Morgoth's Ring, 2nd paragraph, page 213
In all such things, not concerned with the bringing forth of children, the _neri_ and _nissi_ (that is, the men and women) of the Eldar are equal -- unless it be in this (as they themselves say) that for the _nissi_ the making of things new is for the most part shown in the forming of their children, so that invention and change is otherwise mostly brought about by the _neri_. There are, however, no matters which among the Eldar only a _ner_ can think or do, or others with which only a _nis_ is concerned. There are indeed some differences between the natural inclinations of _neri_ and _nissi_, and other differences that have been established by custom (varying in place and in time, and in the several races of the Eldar). For instance, the arts of healing, and all that touches on the care of the body, are among all the Eldar most practised by the _nissi_; whereas it was the elven-men who bore arms at need. And the Eldar deemed that the dealing of death, even when lawful or under necessity, diminished the power of healing, and that the virtue of the _nissi_ in this matter was due rather to their abstaining from hunting or war than to any special power that went with their womanhood. Indeed in dire straits or desperate defence, the _nissi_ fought valiantly, and there was less difference in strength and speed between elven-men and elven-women that had not borne child than is seen among mortals. On the other hand many elven-men were great healers and skilled in the lore of living bodies, though such men abstained from hunting, and went not to war until the last need.

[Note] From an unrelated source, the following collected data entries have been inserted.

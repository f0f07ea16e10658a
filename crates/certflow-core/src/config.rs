use std::path::{Path, PathBuf};

use serde::{Deserialize, Serialize};

use crate::error::{CertflowError, Result};

/// Top-level certflow configuration.
#[derive(Debug, Clone, Default, Serialize, Deserialize)]
pub struct AppConfig {
    #[serde(default)]
    pub engine: EngineConfig,
    #[serde(default)]
    pub log: LogConfig,
    #[serde(default)]
    pub acme: AcmeConfig,
    #[serde(default)]
    pub scheduler: SchedulerConfig,
    #[serde(default)]
    pub http: HttpConfig,
}

#[derive(Debug, Clone, Serialize, Deserialize)]
pub struct EngineConfig {
    /// Base directory for the database and run logs.
    #[serde(default = "default_workspace")]
    pub workspace: String,
    /// SQLite file. Relative paths resolve against the workspace.
    #[serde(default = "default_database")]
    pub database: String,
    /// Upper bound on runs executing at once (0 = unlimited).
    #[serde(default = "default_max_concurrent_runs")]
    pub max_concurrent_runs: usize,
}

impl Default for EngineConfig {
    fn default() -> Self {
        Self {
            workspace: default_workspace(),
            database: default_database(),
            max_concurrent_runs: default_max_concurrent_runs(),
        }
    }
}

fn default_workspace() -> String { "~/.certflow".to_string() }
fn default_database() -> String { "certflow.db".to_string() }
fn default_max_concurrent_runs() -> usize { 4 }

/// JSONL run logging configuration.
#[derive(Debug, Clone, Serialize, Deserialize)]
pub struct LogConfig {
    #[serde(default = "default_log_enabled")]
    pub enabled: bool,
    /// Directory for log files. Default: <workspace>/logs
    #[serde(default)]
    pub log_dir: Option<String>,
    /// Logging level: 1 = run summary only, 2 = per-node, 3 = node log lines (default: 2).
    #[serde(default = "default_log_level")]
    pub level: u8,
}

impl Default for LogConfig {
    fn default() -> Self {
        Self {
            enabled: default_log_enabled(),
            log_dir: None,
            level: default_log_level(),
        }
    }
}

fn default_log_enabled() -> bool { true }
fn default_log_level() -> u8 { 2 }

#[derive(Debug, Clone, Serialize, Deserialize)]
pub struct AcmeConfig {
    /// Default CA directory when a node names no CA provider.
    #[serde(default = "default_acme_directory")]
    pub directory_url: String,
    /// Used when a bizApply node sets no `contactEmail`.
    #[serde(default)]
    pub contact_email: Option<String>,
    /// Where account credentials are kept. Default: <workspace>/acme
    #[serde(default)]
    pub accounts_dir: Option<String>,
}

impl Default for AcmeConfig {
    fn default() -> Self {
        Self {
            directory_url: default_acme_directory(),
            contact_email: None,
            accounts_dir: None,
        }
    }
}

fn default_acme_directory() -> String {
    "https://acme-v02.api.letsencrypt.org/directory".to_string()
}

/// Cron trigger for scheduled workflows.
#[derive(Debug, Clone, Serialize, Deserialize)]
pub struct SchedulerConfig {
    #[serde(default = "default_scheduler_enabled")]
    pub enabled: bool,
    /// How often the set of scheduled workflows is reloaded.
    #[serde(default = "default_tick_secs")]
    pub tick_secs: u64,
}

impl Default for SchedulerConfig {
    fn default() -> Self {
        Self {
            enabled: default_scheduler_enabled(),
            tick_secs: default_tick_secs(),
        }
    }
}

fn default_scheduler_enabled() -> bool { true }
fn default_tick_secs() -> u64 { 60 }

/// Outbound HTTP used by the built-in providers.
#[derive(Debug, Clone, Serialize, Deserialize)]
pub struct HttpConfig {
    #[serde(default = "default_http_timeout")]
    pub timeout_secs: u64,
    #[serde(default = "default_user_agent")]
    pub user_agent: String,
}

impl Default for HttpConfig {
    fn default() -> Self {
        Self {
            timeout_secs: default_http_timeout(),
            user_agent: default_user_agent(),
        }
    }
}

fn default_http_timeout() -> u64 { 30 }
fn default_user_agent() -> String { format!("certflow/{}", env!("CARGO_PKG_VERSION")) }

impl AppConfig {
    /// Load config from a TOML file, with env var expansion.
    pub fn load(path: &Path) -> Result<Self> {
        let content = std::fs::read_to_string(path)
            .map_err(|_| CertflowError::ConfigNotFound(path.display().to_string()))?;
        Self::parse(&content)
    }

    /// Parse TOML text, with env var expansion.
    pub fn parse(content: &str) -> Result<Self> {
        // Expand ${ENV_VAR} references
        let expanded = expand_env_vars(content);

        toml::from_str(&expanded).map_err(|e| CertflowError::Config(e.to_string()))
    }

    /// Resolve the workspace directory (expand ~).
    pub fn workspace_dir(&self) -> PathBuf {
        expand_home(&self.engine.workspace)
    }

    pub fn database_path(&self) -> PathBuf {
        let db = expand_home(&self.engine.database);
        if db.is_absolute() {
            db
        } else {
            self.workspace_dir().join(db)
        }
    }

    pub fn log_dir(&self) -> PathBuf {
        match &self.log.log_dir {
            Some(dir) => expand_home(dir),
            None => self.workspace_dir().join("logs"),
        }
    }

    pub fn acme_accounts_dir(&self) -> PathBuf {
        match &self.acme.accounts_dir {
            Some(dir) => expand_home(dir),
            None => self.workspace_dir().join("acme"),
        }
    }
}

fn expand_home(path: &str) -> PathBuf {
    if let Some(rest) = path.strip_prefix("~/") {
        if let Some(home) = dirs_home() {
            return home.join(rest);
        }
    }
    PathBuf::from(path)
}

fn expand_env_vars(input: &str) -> String {
    let mut result = String::with_capacity(input.len());
    let mut chars = input.chars().peekable();

    while let Some(c) = chars.next() {
        if c == '$' && chars.peek() == Some(&'{') {
            chars.next(); // consume '{'
            let mut var_name = String::new();
            for c in chars.by_ref() {
                if c == '}' {
                    break;
                }
                var_name.push(c);
            }
            match std::env::var(&var_name) {
                Ok(val) => result.push_str(&val),
                // Unset variables are left as written
                Err(_) => result.push_str(&format!("${{{}}}", var_name)),
            }
        } else {
            result.push(c);
        }
    }
    result
}

fn dirs_home() -> Option<PathBuf> {
    std::env::var("HOME").ok().map(PathBuf::from)
}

Morgoth's Ring, 1st paragraph, page 214
As for other matters, we may speak of the customs of the Noldor (of whom most is known in Middle-earth). Among the Noldor it may be seen that the making of bread is done mostly by women, and the making of the _lembas_ is by ancient law reserved to them. Yet the cooking and preparing of other food is generally a task and pleasure of men. The _nissi_ are more often skilled in the tending of fields and gardens, in playing upon instruments of music, and in the spinning, weaving, fashioning, and adornment of all threads and cloths; and in matters of lore they love most the histories of the Eldar and of the houses of the Noldor; and all matters of kinship and descent are held by them in memory. But the _neri_ are more skilled as smiths and wrights, as carvers of wood and stone, and as jewellers. It is they for the most part who compose musics and make the instruments, or devise new ones; they are the chief poets and students of languages and inventors of words. Many of them delight in forestry and in the lore of the wild, seeking the friendship of all things that grow or live there in freedom. But all these things, and other matters of labour or play, or of deeper knowledge concerning being and the life of the World, may at different times be pursued by any among the Noldor, be they _neri_ or _nissi_.